Please copy the leading lines of the entries below exactly, concluding with the line in which "internal implementation details." occurs.

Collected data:
=====

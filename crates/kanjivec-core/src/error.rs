//! Error types for kanjivec-core
//!
//! Provides a unified error type for the core data structures. Each
//! variant captures enough context for diagnostics without exposing
//! internal implementation details.

use thiserror::Error;

/// kanjivec-core error type
#[derive(Error, Debug)]
pub enum Error {
    /// Invalid raster dimensions
    #[error("invalid raster dimensions: {width}x{height}")]
    InvalidDimension { width: u32, height: u32 },

    /// Pixel coordinates out of bounds
    #[error("pixel out of bounds: ({x}, {y}) in {width}x{height}")]
    OutOfBounds { x: u32, y: u32, width: u32, height: u32 },
}

/// Result type alias for core operations
pub type Result<T> = std::result::Result<T, Error>;
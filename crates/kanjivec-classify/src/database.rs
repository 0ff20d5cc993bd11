//! Training database
//!
//! Maps class labels to their exemplar feature vectors. The map is
//! ordered (BTreeMap) on purpose: matching iterates classes in
//! ascending label order, which makes tie-breaking deterministic and
//! database serialization reproducible.
//!
//! Lifecycle: built once during training, then read-only during
//! recognition. Concurrent readers are fine; to retrain, build a new
//! database and swap it in rather than mutating a shared one.

use std::collections::BTreeMap;

use kanjivec_core::{FEATURE_DIM, FeatureVector};

use crate::error::{ClassifyError, ClassifyResult};

/// Label-to-exemplars training database
#[derive(Debug, Clone, Default)]
pub struct TrainingDatabase {
    classes: BTreeMap<String, Vec<FeatureVector>>,
}

impl TrainingDatabase {
    /// Create an empty database.
    pub fn new() -> Self {
        Self::default()
    }

    /// Add one exemplar for a label. A repeated label accumulates
    /// exemplars.
    ///
    /// # Errors
    ///
    /// Returns [`ClassifyError::DimensionMismatch`] unless the vector
    /// has the canonical recognition length.
    pub fn add_example(&mut self, label: &str, vector: FeatureVector) -> ClassifyResult<()> {
        if vector.len() != FEATURE_DIM {
            return Err(ClassifyError::DimensionMismatch {
                expected: FEATURE_DIM,
                actual: vector.len(),
            });
        }

        self.classes.entry(label.to_string()).or_default().push(vector);
        Ok(())
    }

    /// Number of classes.
    pub fn class_count(&self) -> usize {
        self.classes.len()
    }

    /// Total number of exemplars across all classes.
    pub fn example_count(&self) -> usize {
        self.classes.values().map(Vec::len).sum()
    }

    /// True if the database has no classes.
    pub fn is_empty(&self) -> bool {
        self.classes.is_empty()
    }

    /// Exemplars stored for a label, if the label exists.
    pub fn examples(&self, label: &str) -> Option<&[FeatureVector]> {
        self.classes.get(label).map(Vec::as_slice)
    }

    /// Iterate classes in ascending label order.
    pub fn iter(&self) -> impl Iterator<Item = (&str, &[FeatureVector])> {
        self.classes
            .iter()
            .map(|(label, vecs)| (label.as_str(), vecs.as_slice()))
    }
}

#[cfg(test)]
mod tests {
    use super::*;

    fn zeros() -> FeatureVector {
        FeatureVector::new(vec![0; FEATURE_DIM])
    }

    #[test]
    fn test_add_and_lookup() {
        let mut db = TrainingDatabase::new();
        assert!(db.is_empty());

        db.add_example("水", zeros()).unwrap();
        db.add_example("水", zeros()).unwrap();
        db.add_example("火", zeros()).unwrap();

        assert_eq!(db.class_count(), 2);
        assert_eq!(db.example_count(), 3);
        assert_eq!(db.examples("水").unwrap().len(), 2);
        assert!(db.examples("木").is_none());
    }

    #[test]
    fn test_rejects_wrong_dimension() {
        let mut db = TrainingDatabase::new();
        let short = FeatureVector::new(vec![0; FEATURE_DIM - 1]);
        assert!(matches!(
            db.add_example("水", short),
            Err(ClassifyError::DimensionMismatch { expected, actual })
                if expected == FEATURE_DIM && actual == FEATURE_DIM - 1
        ));
        assert!(db.is_empty());
    }

    #[test]
    fn test_iteration_is_sorted() {
        let mut db = TrainingDatabase::new();
        db.add_example("b", zeros()).unwrap();
        db.add_example("a", zeros()).unwrap();
        db.add_example("c", zeros()).unwrap();

        let labels: Vec<&str> = db.iter().map(|(label, _)| label).collect();
        assert_eq!(labels, vec!["a", "b", "c"]);
    }
}
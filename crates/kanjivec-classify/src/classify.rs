//! Nearest-centroid matching
//!
//! A query vector is matched against every class by the arithmetic mean
//! of its Euclidean distance to each of the class's exemplars; the class
//! with the smallest mean wins.

use kanjivec_core::{FEATURE_DIM, FeatureVector};

use crate::database::TrainingDatabase;
use crate::error::{ClassifyError, ClassifyResult};

/// Result of matching a query vector against a database
#[derive(Debug, Clone, PartialEq)]
pub struct Match {
    /// Winning class label
    pub label: String,
    /// Mean Euclidean distance between the query and that class
    pub mean_distance: f64,
}

/// Euclidean distance between two equal-length vectors.
///
/// # Errors
///
/// Returns [`ClassifyError::DimensionMismatch`] if the lengths differ.
pub fn euclidean_distance(a: &FeatureVector, b: &FeatureVector) -> ClassifyResult<f64> {
    if a.len() != b.len() {
        return Err(ClassifyError::DimensionMismatch {
            expected: a.len(),
            actual: b.len(),
        });
    }

    let sum: f64 = a
        .values()
        .iter()
        .zip(b.values())
        .map(|(&x, &y)| {
            let d = x as f64 - y as f64;
            d * d
        })
        .sum();

    Ok(sum.sqrt())
}

/// Find the class whose exemplars are closest to the query on average.
///
/// Classes are visited in ascending label order and replaced only on a
/// strictly smaller mean distance, so an exact tie resolves to the
/// lexicographically smallest label.
///
/// # Errors
///
/// - [`ClassifyError::EmptyDatabase`] if the database has no classes
/// - [`ClassifyError::DimensionMismatch`] if the query is not
///   [`FEATURE_DIM`] long, or any stored vector's length differs from
///   the query's
pub fn classify(query: &FeatureVector, db: &TrainingDatabase) -> ClassifyResult<Match> {
    if db.is_empty() {
        return Err(ClassifyError::EmptyDatabase);
    }
    if query.len() != FEATURE_DIM {
        return Err(ClassifyError::DimensionMismatch {
            expected: FEATURE_DIM,
            actual: query.len(),
        });
    }

    let mut best: Option<Match> = None;

    for (label, exemplars) in db.iter() {
        let mut total = 0.0;
        for exemplar in exemplars {
            total += euclidean_distance(query, exemplar)?;
        }
        let mean = total / exemplars.len() as f64;

        if best.as_ref().is_none_or(|b| mean < b.mean_distance) {
            best = Some(Match {
                label: label.to_string(),
                mean_distance: mean,
            });
        }
    }

    // A non-empty database always yields a winner
    best.ok_or(ClassifyError::EmptyDatabase)
}

#[cfg(test)]
mod tests {
    use super::*;

    fn constant(value: u32) -> FeatureVector {
        FeatureVector::new(vec![value; FEATURE_DIM])
    }

    #[test]
    fn test_distance_zero_to_self() {
        let v = constant(7);
        assert_eq!(euclidean_distance(&v, &v).unwrap(), 0.0);
    }

    #[test]
    fn test_distance_symmetric() {
        let v = FeatureVector::new((0..FEATURE_DIM as u32).collect());
        let w = constant(3);
        let d1 = euclidean_distance(&v, &w).unwrap();
        let d2 = euclidean_distance(&w, &v).unwrap();
        assert_eq!(d1, d2);
    }

    #[test]
    fn test_distance_known_value() {
        let a = FeatureVector::new(vec![0, 3]);
        let b = FeatureVector::new(vec![4, 0]);
        assert_eq!(euclidean_distance(&a, &b).unwrap(), 5.0);
    }

    #[test]
    fn test_distance_length_mismatch() {
        let a = constant(0);
        let b = FeatureVector::new(vec![0; FEATURE_DIM - 1]);
        assert!(matches!(
            euclidean_distance(&a, &b),
            Err(ClassifyError::DimensionMismatch { .. })
        ));
    }

    #[test]
    fn test_classify_two_classes() {
        let mut db = TrainingDatabase::new();
        db.add_example("A", constant(0)).unwrap();
        db.add_example("B", constant(100)).unwrap();

        let near_a = classify(&constant(0), &db).unwrap();
        assert_eq!(near_a.label, "A");
        assert_eq!(near_a.mean_distance, 0.0);

        let near_b = classify(&constant(100), &db).unwrap();
        assert_eq!(near_b.label, "B");
    }

    #[test]
    fn test_classify_averages_exemplars() {
        let mut db = TrainingDatabase::new();
        // Mean distance for "near": (0 + d(0,2)) / 2; for "far": d(0,10)
        db.add_example("near", constant(0)).unwrap();
        db.add_example("near", constant(2)).unwrap();
        db.add_example("far", constant(10)).unwrap();

        let m = classify(&constant(0), &db).unwrap();
        assert_eq!(m.label, "near");
        let expected = (FEATURE_DIM as f64).sqrt() * 2.0 / 2.0;
        assert!((m.mean_distance - expected).abs() < 1e-9);
    }

    #[test]
    fn test_classify_empty_database() {
        let db = TrainingDatabase::new();
        assert!(matches!(
            classify(&constant(0), &db),
            Err(ClassifyError::EmptyDatabase)
        ));
    }

    #[test]
    fn test_classify_short_query() {
        let mut db = TrainingDatabase::new();
        db.add_example("A", constant(0)).unwrap();
        let short = FeatureVector::new(vec![0; FEATURE_DIM - 1]);
        assert!(matches!(
            classify(&short, &db),
            Err(ClassifyError::DimensionMismatch { expected, actual })
                if expected == FEATURE_DIM && actual == FEATURE_DIM - 1
        ));
    }

    #[test]
    fn test_tie_breaks_to_smallest_label() {
        let mut db = TrainingDatabase::new();
        // Both classes sit at the same distance from the query
        db.add_example("zeta", constant(4)).unwrap();
        db.add_example("alpha", constant(4)).unwrap();

        let m = classify(&constant(0), &db).unwrap();
        assert_eq!(m.label, "alpha");
    }
}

=====

Exercise result:
filename crates/kanjivec-core/src/error.rs
//! Error types for kanjivec-core
//!
//! Provides a unified error type for the core data structures. Each
//! variant captures enough context for diagnostics without exposing
//! internal implementation details.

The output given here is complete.